(Saved entries)
Start of Block
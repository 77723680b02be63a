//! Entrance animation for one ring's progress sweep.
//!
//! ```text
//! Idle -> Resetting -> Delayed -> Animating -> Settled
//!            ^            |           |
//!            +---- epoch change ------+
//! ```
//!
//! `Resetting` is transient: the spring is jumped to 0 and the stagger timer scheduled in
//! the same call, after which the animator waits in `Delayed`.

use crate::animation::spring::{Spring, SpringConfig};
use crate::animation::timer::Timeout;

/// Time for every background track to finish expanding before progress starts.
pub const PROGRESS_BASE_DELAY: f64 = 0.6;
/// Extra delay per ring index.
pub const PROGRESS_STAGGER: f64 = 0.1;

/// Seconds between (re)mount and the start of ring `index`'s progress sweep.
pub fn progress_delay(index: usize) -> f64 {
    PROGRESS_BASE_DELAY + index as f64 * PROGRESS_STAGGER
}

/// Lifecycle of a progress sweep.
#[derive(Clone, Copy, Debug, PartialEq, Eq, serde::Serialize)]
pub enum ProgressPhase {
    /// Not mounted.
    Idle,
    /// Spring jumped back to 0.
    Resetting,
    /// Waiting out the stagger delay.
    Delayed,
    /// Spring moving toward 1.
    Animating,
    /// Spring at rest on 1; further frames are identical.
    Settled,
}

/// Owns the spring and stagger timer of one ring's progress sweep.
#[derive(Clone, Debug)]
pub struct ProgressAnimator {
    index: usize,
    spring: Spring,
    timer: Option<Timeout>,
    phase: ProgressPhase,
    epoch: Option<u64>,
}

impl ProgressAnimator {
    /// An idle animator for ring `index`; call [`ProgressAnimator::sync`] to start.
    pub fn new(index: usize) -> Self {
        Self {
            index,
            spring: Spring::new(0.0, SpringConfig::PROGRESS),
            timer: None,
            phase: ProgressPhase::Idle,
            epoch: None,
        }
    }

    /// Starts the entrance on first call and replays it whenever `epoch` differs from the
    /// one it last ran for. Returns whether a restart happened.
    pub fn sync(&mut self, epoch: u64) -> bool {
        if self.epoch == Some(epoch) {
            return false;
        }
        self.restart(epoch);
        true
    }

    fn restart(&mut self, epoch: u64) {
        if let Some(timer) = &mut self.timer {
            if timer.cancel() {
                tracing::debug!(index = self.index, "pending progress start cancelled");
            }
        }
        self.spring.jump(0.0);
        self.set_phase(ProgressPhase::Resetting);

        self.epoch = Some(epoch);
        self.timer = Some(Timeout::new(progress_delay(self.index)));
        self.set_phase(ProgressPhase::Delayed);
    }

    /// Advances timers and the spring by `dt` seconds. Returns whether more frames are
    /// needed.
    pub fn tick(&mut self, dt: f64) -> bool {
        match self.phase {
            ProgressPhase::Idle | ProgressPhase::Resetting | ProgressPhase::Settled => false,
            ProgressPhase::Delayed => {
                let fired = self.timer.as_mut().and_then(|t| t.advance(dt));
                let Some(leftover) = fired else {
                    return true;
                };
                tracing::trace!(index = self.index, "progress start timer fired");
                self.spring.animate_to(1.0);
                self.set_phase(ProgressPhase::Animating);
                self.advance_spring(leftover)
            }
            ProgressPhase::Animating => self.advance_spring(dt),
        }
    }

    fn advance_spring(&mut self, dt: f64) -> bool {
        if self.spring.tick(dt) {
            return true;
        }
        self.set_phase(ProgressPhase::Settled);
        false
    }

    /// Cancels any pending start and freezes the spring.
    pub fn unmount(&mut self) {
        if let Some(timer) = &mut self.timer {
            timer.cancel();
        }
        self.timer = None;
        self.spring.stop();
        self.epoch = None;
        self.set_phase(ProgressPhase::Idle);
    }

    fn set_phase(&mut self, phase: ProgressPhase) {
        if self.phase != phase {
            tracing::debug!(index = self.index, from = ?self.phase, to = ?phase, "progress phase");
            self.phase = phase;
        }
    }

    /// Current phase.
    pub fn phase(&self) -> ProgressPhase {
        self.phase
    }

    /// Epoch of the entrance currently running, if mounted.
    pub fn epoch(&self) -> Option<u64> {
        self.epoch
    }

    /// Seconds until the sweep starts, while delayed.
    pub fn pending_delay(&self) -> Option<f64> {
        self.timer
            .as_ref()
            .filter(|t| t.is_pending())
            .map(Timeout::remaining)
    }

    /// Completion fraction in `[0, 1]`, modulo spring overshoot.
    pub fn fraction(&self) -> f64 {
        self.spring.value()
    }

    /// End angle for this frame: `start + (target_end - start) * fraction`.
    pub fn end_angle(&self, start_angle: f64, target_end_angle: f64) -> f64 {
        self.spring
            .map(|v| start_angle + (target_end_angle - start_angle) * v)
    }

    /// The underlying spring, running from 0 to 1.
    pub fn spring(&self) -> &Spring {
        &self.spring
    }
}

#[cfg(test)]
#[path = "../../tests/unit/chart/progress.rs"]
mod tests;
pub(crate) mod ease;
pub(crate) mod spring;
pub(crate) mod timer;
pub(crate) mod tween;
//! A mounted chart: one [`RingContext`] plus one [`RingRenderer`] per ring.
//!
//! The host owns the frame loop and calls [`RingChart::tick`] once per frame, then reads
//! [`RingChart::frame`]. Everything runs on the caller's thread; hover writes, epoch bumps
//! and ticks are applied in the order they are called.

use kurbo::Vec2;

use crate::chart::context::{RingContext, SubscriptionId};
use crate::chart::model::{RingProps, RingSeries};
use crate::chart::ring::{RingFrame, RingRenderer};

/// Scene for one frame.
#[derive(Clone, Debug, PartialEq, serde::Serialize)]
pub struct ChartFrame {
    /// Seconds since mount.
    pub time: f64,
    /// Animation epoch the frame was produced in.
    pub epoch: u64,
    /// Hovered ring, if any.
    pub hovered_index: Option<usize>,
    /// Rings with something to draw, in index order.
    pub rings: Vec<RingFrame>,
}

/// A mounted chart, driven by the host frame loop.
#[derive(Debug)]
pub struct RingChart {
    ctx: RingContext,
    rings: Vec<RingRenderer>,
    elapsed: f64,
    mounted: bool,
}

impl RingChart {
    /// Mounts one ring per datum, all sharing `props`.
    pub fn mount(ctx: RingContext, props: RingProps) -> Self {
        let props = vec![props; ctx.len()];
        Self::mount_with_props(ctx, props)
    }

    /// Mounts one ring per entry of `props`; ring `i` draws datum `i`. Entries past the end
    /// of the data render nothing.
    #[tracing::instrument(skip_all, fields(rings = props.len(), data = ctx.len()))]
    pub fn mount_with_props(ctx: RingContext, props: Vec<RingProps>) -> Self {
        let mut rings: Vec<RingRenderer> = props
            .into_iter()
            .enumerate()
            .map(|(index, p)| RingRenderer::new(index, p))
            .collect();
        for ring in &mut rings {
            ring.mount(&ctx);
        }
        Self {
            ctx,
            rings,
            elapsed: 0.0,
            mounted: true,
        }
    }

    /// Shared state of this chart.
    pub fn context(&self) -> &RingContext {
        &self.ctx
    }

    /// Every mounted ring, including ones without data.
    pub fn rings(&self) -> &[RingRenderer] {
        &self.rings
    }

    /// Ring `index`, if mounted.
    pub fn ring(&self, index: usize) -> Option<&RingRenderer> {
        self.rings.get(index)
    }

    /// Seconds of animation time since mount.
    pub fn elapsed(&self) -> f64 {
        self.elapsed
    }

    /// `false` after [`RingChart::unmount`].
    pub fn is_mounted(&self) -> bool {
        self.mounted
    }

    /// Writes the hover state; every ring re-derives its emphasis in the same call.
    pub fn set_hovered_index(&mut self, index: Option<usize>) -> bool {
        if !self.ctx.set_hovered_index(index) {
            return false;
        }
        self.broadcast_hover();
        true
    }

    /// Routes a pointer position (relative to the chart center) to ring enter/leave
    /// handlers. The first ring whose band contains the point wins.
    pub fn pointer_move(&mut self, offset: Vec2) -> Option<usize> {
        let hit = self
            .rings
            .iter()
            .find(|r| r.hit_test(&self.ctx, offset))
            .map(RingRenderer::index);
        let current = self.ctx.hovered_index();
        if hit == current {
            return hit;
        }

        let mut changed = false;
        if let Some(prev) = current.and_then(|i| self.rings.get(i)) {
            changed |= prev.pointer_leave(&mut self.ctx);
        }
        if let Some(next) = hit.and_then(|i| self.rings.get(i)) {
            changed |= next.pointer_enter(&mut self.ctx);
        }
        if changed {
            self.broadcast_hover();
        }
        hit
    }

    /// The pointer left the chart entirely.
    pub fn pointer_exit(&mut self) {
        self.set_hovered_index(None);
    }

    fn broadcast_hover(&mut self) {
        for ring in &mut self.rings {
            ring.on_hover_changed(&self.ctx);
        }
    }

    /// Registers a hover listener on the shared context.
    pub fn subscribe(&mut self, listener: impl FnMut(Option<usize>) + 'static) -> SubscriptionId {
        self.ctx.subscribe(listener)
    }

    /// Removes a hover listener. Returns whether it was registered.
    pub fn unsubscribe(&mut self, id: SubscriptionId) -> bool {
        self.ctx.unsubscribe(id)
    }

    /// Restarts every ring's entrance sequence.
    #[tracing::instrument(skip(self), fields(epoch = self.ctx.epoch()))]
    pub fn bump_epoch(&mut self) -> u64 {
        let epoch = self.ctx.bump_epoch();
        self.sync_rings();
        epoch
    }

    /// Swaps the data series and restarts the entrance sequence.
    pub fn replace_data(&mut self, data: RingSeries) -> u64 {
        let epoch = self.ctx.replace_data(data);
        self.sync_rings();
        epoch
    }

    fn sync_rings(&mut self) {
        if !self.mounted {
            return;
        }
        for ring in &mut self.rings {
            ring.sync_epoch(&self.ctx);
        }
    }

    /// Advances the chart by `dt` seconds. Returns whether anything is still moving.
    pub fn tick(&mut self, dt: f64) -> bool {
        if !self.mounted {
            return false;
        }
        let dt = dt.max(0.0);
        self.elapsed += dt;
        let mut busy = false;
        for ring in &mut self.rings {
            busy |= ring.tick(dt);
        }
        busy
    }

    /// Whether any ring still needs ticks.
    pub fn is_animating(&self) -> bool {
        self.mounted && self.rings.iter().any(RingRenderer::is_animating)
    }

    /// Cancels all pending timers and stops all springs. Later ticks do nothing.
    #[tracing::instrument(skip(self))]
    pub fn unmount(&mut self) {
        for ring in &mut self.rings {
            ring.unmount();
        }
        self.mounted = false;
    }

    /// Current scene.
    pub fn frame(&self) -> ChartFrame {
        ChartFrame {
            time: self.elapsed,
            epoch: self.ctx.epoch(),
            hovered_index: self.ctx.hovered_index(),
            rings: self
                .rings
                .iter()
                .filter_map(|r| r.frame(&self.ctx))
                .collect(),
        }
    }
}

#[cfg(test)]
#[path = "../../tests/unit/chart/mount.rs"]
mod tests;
End of Block
- Work item -
From the records above, copy every line that includes the word "leftover".

- Task result -
                let Some(leftover) = fired else {
                self.advance_spring(leftover)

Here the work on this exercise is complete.